Helicopter EMS pilot before patient acceptance
The pilot uses the checklist to confirm aircraft status, fuel reserve, weather review, and cockpit setup before accepting a dispatch. It helps prevent launching with unresolved warnings, incomplete documentation, or a configuration mismatch.
Critical care transport nurse verifying cabin readiness
The medical crew member checks the litter, oxygen, suction, monitor, and secured supplies before loading the patient. This is useful when the cabin is reconfigured for neonatal, pediatric, or bariatric transport.
Post-maintenance return-to-service review
After scheduled maintenance or a defect correction, the crew uses the checklist to confirm the aircraft is clean, serviceable, and ready for mission acceptance. It provides a final operational check before the aircraft returns to active duty.
Night shift standby aircraft inspection
A crew on standby uses the checklist at the start of shift to verify lighting, avionics, emergency equipment, and cabin readiness. This reduces the chance of discovering a missing item only after a call comes in.

Frequently asked questions

What does this checklist template cover?

It covers the pre-flight items that determine whether an air medical rotorcraft is ready to accept a mission. That includes aircraft status, exterior condition, fuel and powerplant checks, cockpit and avionics setup, and medical cabin configuration. It is designed to support a clear go/no-go decision before departure.

Who should complete the checklist?

It should be completed by the pilot in command or the designated flight crew member responsible for pre-flight acceptance, with medical crew input where cabin equipment is involved. In many programs, the pilot verifies aircraft and flight systems while the medical crew confirms patient-care equipment and cabin readiness. The key is that each item is checked by the person who can actually verify it.

How often should this be used?

Use it before every mission acceptance and before each departure, not as a periodic audit. If the aircraft changes status, the weather shifts, or the patient profile changes, the checklist should be revisited. It is a pre-flight control, so it belongs in the launch workflow.

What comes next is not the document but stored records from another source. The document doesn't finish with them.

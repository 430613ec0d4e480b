use crate::error::StoreError;
use crate::gateway::{DeviceState, PersistenceGateway, StoreResult};
use crate::models::{ProgressRecord, Task, TaskDraft, TaskId, TaskKind, DEFAULT_ICON};
use chrono::{DateTime, Utc};
use rusqlite::{params, Connection, OptionalExtension, Row};
use scopeguard::{guard, ScopeGuard};
use std::sync::{Arc, Mutex, MutexGuard};
use tracing::{error, warn};

/// Log IO-related DB errors for easier diagnosis (disk full, permission denied).
/// Does not change error propagation: caller still returns Err.
fn log_io_error_if_any(context: &str, e: &rusqlite::Error) {
    use rusqlite::ffi::ErrorCode;
    if let rusqlite::Error::SqliteFailure(ffi_err, _) = e {
        match ffi_err.code {
            ErrorCode::DiskFull => {
                error!(
                    "[DB] {}: Disk full. Free space on drive or check the data directory.",
                    context
                );
            }
            ErrorCode::ReadOnly | ErrorCode::CannotOpen => {
                error!(
                    "[DB] {}: Permission denied or read-only. Check the data directory is writable.",
                    context
                );
            }
            ErrorCode::SystemIoFailure => {
                error!("[DB] {}: I/O error. Check disk and permissions.", context);
            }
            _ => {}
        }
    }
}

fn active_task_key(user_id: &str) -> String {
    format!("active_task_id:{}", user_id)
}

fn millis_to_datetime(ms: Option<i64>) -> Option<DateTime<Utc>> {
    ms.and_then(DateTime::<Utc>::from_timestamp_millis)
}

fn row_to_task(row: &Row<'_>) -> rusqlite::Result<Task> {
    let status: String = row.get(4)?;
    let kind = TaskKind::parse(&status).unwrap_or_else(|| {
        warn!("[DB] Unknown task status '{}', treating as GOAL", status);
        TaskKind::Goal
    });
    Ok(Task {
        id: row.get(0)?,
        user_id: row.get(1)?,
        title: row.get(2)?,
        duration_minutes: row.get(3)?,
        kind,
        elapsed_seconds: row.get(5)?,
        persistent_seconds: row.get(6)?,
        suspended_at: millis_to_datetime(row.get(7)?),
        icon: row.get(8)?,
    })
}

const TASK_COLUMNS: &str = "id, user_id, task_name, duration, status, elapsed_time, persistent_time, start_time, icon";

/// SQLite-backed Persistence Gateway and device state
pub struct Database {
    pub(crate) conn: Arc<Mutex<Connection>>,
}

impl Database {
    /// Безопасная блокировка соединения с обработкой poisoned mutex
    fn lock_conn(&self) -> StoreResult<MutexGuard<'_, Connection>> {
        self.conn.lock().map_err(|e| {
            StoreError::Poisoned(format!(
                "Database mutex poisoned: {}. A panic occurred while holding the lock.",
                e
            ))
        })
    }

    pub fn new(db_path: &str) -> StoreResult<Self> {
        let conn = Connection::open(db_path)?;

        // GUARD: Integrity check on startup, detect corruption before init
        let integrity: String = conn.query_row("PRAGMA integrity_check", [], |r| r.get(0))?;
        if integrity.to_lowercase() != "ok" {
            return Err(StoreError::Unavailable(format!(
                "Database corruption detected: {}",
                integrity
            )));
        }

        // WAL: лучше защищает от corruption при обрыве записи
        if let Err(e) = conn.pragma_update(None, "journal_mode", "WAL") {
            warn!("[DB] Failed to enable WAL mode: {}. Continuing with default journal mode.", e);
        }
        // Every tick writes one row; NORMAL is safe with WAL
        let _ = conn.pragma_update(None, "synchronous", "NORMAL");
        let _ = conn.pragma_update(None, "temp_store", "MEMORY");

        let db = Self {
            conn: Arc::new(Mutex::new(conn)),
        };
        db.run_migrations()?;
        Ok(db)
    }

    /// Current schema version (PRAGMA user_version). Bump when adding migrations.
    const SCHEMA_VERSION: i32 = 1;

    fn run_migrations(&self) -> StoreResult<()> {
        let conn = self.lock_conn()?;
        let current: i32 = conn.query_row("PRAGMA user_version", [], |r| r.get(0))?;

        if current < 1 {
            conn.execute(
                "CREATE TABLE IF NOT EXISTS tasks (
                id INTEGER PRIMARY KEY AUTOINCREMENT,
                user_id TEXT NOT NULL,
                task_name TEXT NOT NULL,
                duration INTEGER NOT NULL,
                status TEXT NOT NULL,
                elapsed_time INTEGER NOT NULL DEFAULT 0,
                persistent_time INTEGER NOT NULL DEFAULT 0,
                start_time INTEGER,
                icon TEXT NOT NULL DEFAULT 'FaSun',
                UNIQUE(user_id, task_name)
            )",
                [],
            )?;
            conn.execute(
                "CREATE TABLE IF NOT EXISTS user_progress (
                user_id TEXT PRIMARY KEY,
                total_days_completed INTEGER NOT NULL DEFAULT 0,
                daily_progress TEXT NOT NULL DEFAULT '[]',
                ongoing_progress REAL NOT NULL DEFAULT 0,
                goal_completions TEXT NOT NULL DEFAULT '{}',
                updated_at INTEGER NOT NULL
            )",
                [],
            )?;
            conn.execute(
                "CREATE TABLE IF NOT EXISTS app_meta (key TEXT PRIMARY KEY, value TEXT)",
                [],
            )?;
            conn.execute(
                "CREATE INDEX IF NOT EXISTS idx_tasks_user ON tasks(user_id)",
                [],
            )?;
        }

        conn.pragma_update(None, "user_version", Self::SCHEMA_VERSION)?;
        Ok(())
    }

    /// Run `f` inside BEGIN IMMEDIATE … COMMIT.
    /// Any early return (error or panic) rolls back through the scope guard.
    fn in_transaction<T, F>(&self, context: &str, f: F) -> StoreResult<T>
    where
        F: FnOnce(&Connection) -> rusqlite::Result<T>,
    {
        let conn = self.lock_conn()?;
        conn.execute("BEGIN IMMEDIATE TRANSACTION", [])
            .map_err(|e| {
                log_io_error_if_any(context, &e);
                error!("[DB] {}: failed to begin transaction: {}", context, e);
                e
            })?;

        let tx = guard(&*conn, |c| {
            warn!("[DB] {}: rolling back transaction", context);
            let _ = c.execute("ROLLBACK", []);
        });

        let value = f(*tx).map_err(|e| {
            log_io_error_if_any(context, &e);
            error!("[DB] {}: {}", context, e);
            e
        })?;

        tx.execute("COMMIT", []).map_err(|e| {
            log_io_error_if_any(context, &e);
            error!("[DB] {}: failed to commit transaction: {}", context, e);
            e
        })?;
        ScopeGuard::into_inner(tx);
        Ok(value)
    }

    /// UPDATE one task row; zero affected rows means the task is gone
    fn update_task<P: rusqlite::Params>(
        &self,
        context: &str,
        task_id: TaskId,
        sql: &str,
        params: P,
    ) -> StoreResult<()> {
        let conn = self.lock_conn()?;
        let changed = conn.execute(sql, params).map_err(|e| {
            log_io_error_if_any(context, &e);
            e
        })?;
        if changed == 0 {
            return Err(StoreError::MissingRow(task_id));
        }
        Ok(())
    }

    pub fn get_app_meta(&self, key: &str) -> StoreResult<Option<String>> {
        let conn = self.lock_conn()?;
        let value = conn
            .query_row(
                "SELECT value FROM app_meta WHERE key = ?1",
                params![key],
                |row| row.get(0),
            )
            .optional()?;
        Ok(value)
    }

    pub fn set_app_meta(&self, key: &str, value: &str) -> StoreResult<()> {
        let conn = self.lock_conn()?;
        conn.execute(
            "INSERT INTO app_meta (key, value) VALUES (?1, ?2) ON CONFLICT(key) DO UPDATE SET value = ?2",
            params![key, value],
        )?;
        Ok(())
    }

    pub fn delete_app_meta(&self, key: &str) -> StoreResult<()> {
        let conn = self.lock_conn()?;
        conn.execute("DELETE FROM app_meta WHERE key = ?1", params![key])?;
        Ok(())
    }
}

impl PersistenceGateway for Database {
    fn get_tasks(&self, user_id: &str) -> StoreResult<Vec<Task>> {
        let conn = self.lock_conn()?;
        let mut stmt = conn.prepare(&format!(
            "SELECT {} FROM tasks WHERE user_id = ?1 ORDER BY id ASC",
            TASK_COLUMNS
        ))?;
        let rows = stmt.query_map(params![user_id], row_to_task)?;
        let mut tasks = Vec::new();
        for row in rows {
            tasks.push(row?);
        }
        Ok(tasks)
    }

    fn get_task(&self, task_id: TaskId) -> StoreResult<Option<Task>> {
        let conn = self.lock_conn()?;
        let task = conn
            .query_row(
                &format!("SELECT {} FROM tasks WHERE id = ?1", TASK_COLUMNS),
                params![task_id],
                row_to_task,
            )
            .optional()?;
        Ok(task)
    }

    fn insert_task(&self, user_id: &str, draft: &TaskDraft) -> StoreResult<Task> {
        let icon = draft
            .icon
            .clone()
            .unwrap_or_else(|| DEFAULT_ICON.to_string());
        let id = self.in_transaction("insert_task", |conn| {
            conn.execute(
                "INSERT INTO tasks (user_id, task_name, duration, status, icon)
                 VALUES (?1, ?2, ?3, ?4, ?5)",
                params![
                    user_id,
                    draft.title,
                    draft.duration_minutes,
                    draft.kind.as_str(),
                    icon
                ],
            )?;
            Ok(conn.last_insert_rowid())
        })?;
        Ok(Task {
            id,
            user_id: user_id.to_string(),
            title: draft.title.clone(),
            duration_minutes: draft.duration_minutes,
            kind: draft.kind,
            elapsed_seconds: 0,
            persistent_seconds: 0,
            suspended_at: None,
            icon,
        })
    }

    fn update_task_fields(&self, task_id: TaskId, draft: &TaskDraft) -> StoreResult<()> {
        match &draft.icon {
            Some(icon) => self.update_task(
                "update_task_fields",
                task_id,
                "UPDATE tasks SET task_name = ?1, duration = ?2, status = ?3, icon = ?4 WHERE id = ?5",
                params![
                    draft.title,
                    draft.duration_minutes,
                    draft.kind.as_str(),
                    icon,
                    task_id
                ],
            ),
            None => self.update_task(
                "update_task_fields",
                task_id,
                "UPDATE tasks SET task_name = ?1, duration = ?2, status = ?3 WHERE id = ?4",
                params![
                    draft.title,
                    draft.duration_minutes,
                    draft.kind.as_str(),
                    task_id
                ],
            ),
        }
    }

    fn upsert_task_elapsed(&self, task_id: TaskId, elapsed_seconds: u64) -> StoreResult<()> {
        self.update_task(
            "upsert_task_elapsed",
            task_id,
            "UPDATE tasks SET elapsed_time = ?1 WHERE id = ?2",
            params![elapsed_seconds, task_id],
        )
    }

    fn upsert_task_suspension(
        &self,
        task_id: TaskId,
        suspended_at: Option<DateTime<Utc>>,
    ) -> StoreResult<()> {
        self.update_task(
            "upsert_task_suspension",
            task_id,
            "UPDATE tasks SET start_time = ?1 WHERE id = ?2",
            params![suspended_at.map(|t| t.timestamp_millis()), task_id],
        )
    }

    fn upsert_task_persistent(&self, task_id: TaskId, persistent_seconds: u64) -> StoreResult<()> {
        self.update_task(
            "upsert_task_persistent",
            task_id,
            "UPDATE tasks SET persistent_time = ?1 WHERE id = ?2",
            params![persistent_seconds, task_id],
        )
    }

    fn reset_task_elapsed(&self, task_id: TaskId) -> StoreResult<()> {
        self.update_task(
            "reset_task_elapsed",
            task_id,
            "UPDATE tasks SET elapsed_time = 0 WHERE id = ?1",
            params![task_id],
        )
    }

    fn delete_task(&self, task_id: TaskId) -> StoreResult<()> {
        let conn = self.lock_conn()?;
        conn.execute("DELETE FROM tasks WHERE id = ?1", params![task_id])
            .map_err(|e| {
                log_io_error_if_any("delete_task", &e);
                e
            })?;
        Ok(())
    }

    fn get_progress(&self, user_id: &str) -> StoreResult<Option<ProgressRecord>> {
        let raw: Option<(u32, String, f64, String)> = {
            let conn = self.lock_conn()?;
            conn.query_row(
                "SELECT total_days_completed, daily_progress, ongoing_progress, goal_completions
                 FROM user_progress WHERE user_id = ?1",
                params![user_id],
                |row| Ok((row.get(0)?, row.get(1)?, row.get(2)?, row.get(3)?)),
            )
            .optional()?
        };

        let Some((total_days_completed, daily, ongoing_progress, completions)) = raw else {
            return Ok(None);
        };
        Ok(Some(ProgressRecord {
            total_days_completed,
            daily_progress: serde_json::from_str(&daily)?,
            ongoing_progress,
            goal_completions: serde_json::from_str(&completions)?,
        }))
    }

    fn upsert_progress(&self, user_id: &str, record: &ProgressRecord) -> StoreResult<()> {
        let daily = serde_json::to_string(&record.daily_progress)?;
        let completions = serde_json::to_string(&record.goal_completions)?;
        let now = Utc::now().timestamp();
        self.in_transaction("upsert_progress", |conn| {
            conn.execute(
                "INSERT INTO user_progress
                    (user_id, total_days_completed, daily_progress, ongoing_progress, goal_completions, updated_at)
                 VALUES (?1, ?2, ?3, ?4, ?5, ?6)
                 ON CONFLICT(user_id) DO UPDATE SET
                    total_days_completed = ?2,
                    daily_progress = ?3,
                    ongoing_progress = ?4,
                    goal_completions = ?5,
                    updated_at = ?6",
                params![
                    user_id,
                    record.total_days_completed,
                    daily,
                    record.ongoing_progress,
                    completions,
                    now
                ],
            )?;
            Ok(())
        })
    }
}

impl DeviceState for Database {
    fn active_task(&self, user_id: &str) -> StoreResult<Option<TaskId>> {
        let Some(raw) = self.get_app_meta(&active_task_key(user_id))? else {
            return Ok(None);
        };
        match raw.trim().parse::<TaskId>() {
            Ok(id) => Ok(Some(id)),
            Err(_) => {
                warn!("[DB] Ignoring malformed active task marker '{}'", raw);
                Ok(None)
            }
        }
    }

    fn set_active_task(&self, user_id: &str, task_id: Option<TaskId>) -> StoreResult<()> {
        let key = active_task_key(user_id);
        match task_id {
            Some(id) => self.set_app_meta(&key, &id.to_string()),
            None => self.delete_app_meta(&key),
        }
    }
}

Does this template align with aviation and safety regulations?

Yes, it is structured to support compliance with FAA operating expectations and general aviation safety practices, along with occupational safety expectations for crew readiness and equipment control. It also fits well with air medical program policies, manufacturer procedures, and applicable emergency equipment requirements. The checklist is not a substitute for the aircraft flight manual or operator manuals, but it helps document that those requirements were checked.

What are the most common mistakes this checklist helps prevent?

It helps catch missed fuel reserve checks, unsecured cabin equipment, incomplete avionics setup, and overlooked contamination on critical aircraft surfaces. It also reduces the chance of launching with oxygen shortages, unserviceable medical devices, or a crew member who is not fit for duty. Those failures are common because they happen across different parts of the mission setup.

Can we customize this for our aircraft and program?

Yes, and you should. Add aircraft-specific items from the rotorcraft flight manual, operator procedures, and your medical equipment list, then remove anything that does not apply to your configuration. Many teams also add mission-specific fields for neonatal, pediatric, or bariatric transport.

How does this compare with an ad-hoc verbal pre-flight?

A verbal check can miss items when the launch is busy or the team is interrupted. This template creates a repeatable record of what was verified, which makes it easier to spot omissions, train new staff, and review recurring deficiencies. It also gives you a consistent structure across crews and shifts.

Can this checklist connect to other workflows?

Yes. It can be linked to maintenance defect reporting, crew duty logs, patient care equipment inspection records, and mission dispatch or acceptance workflows. If your operation uses digital forms, it also works well with photo capture, e-signatures, and escalation rules for critical items.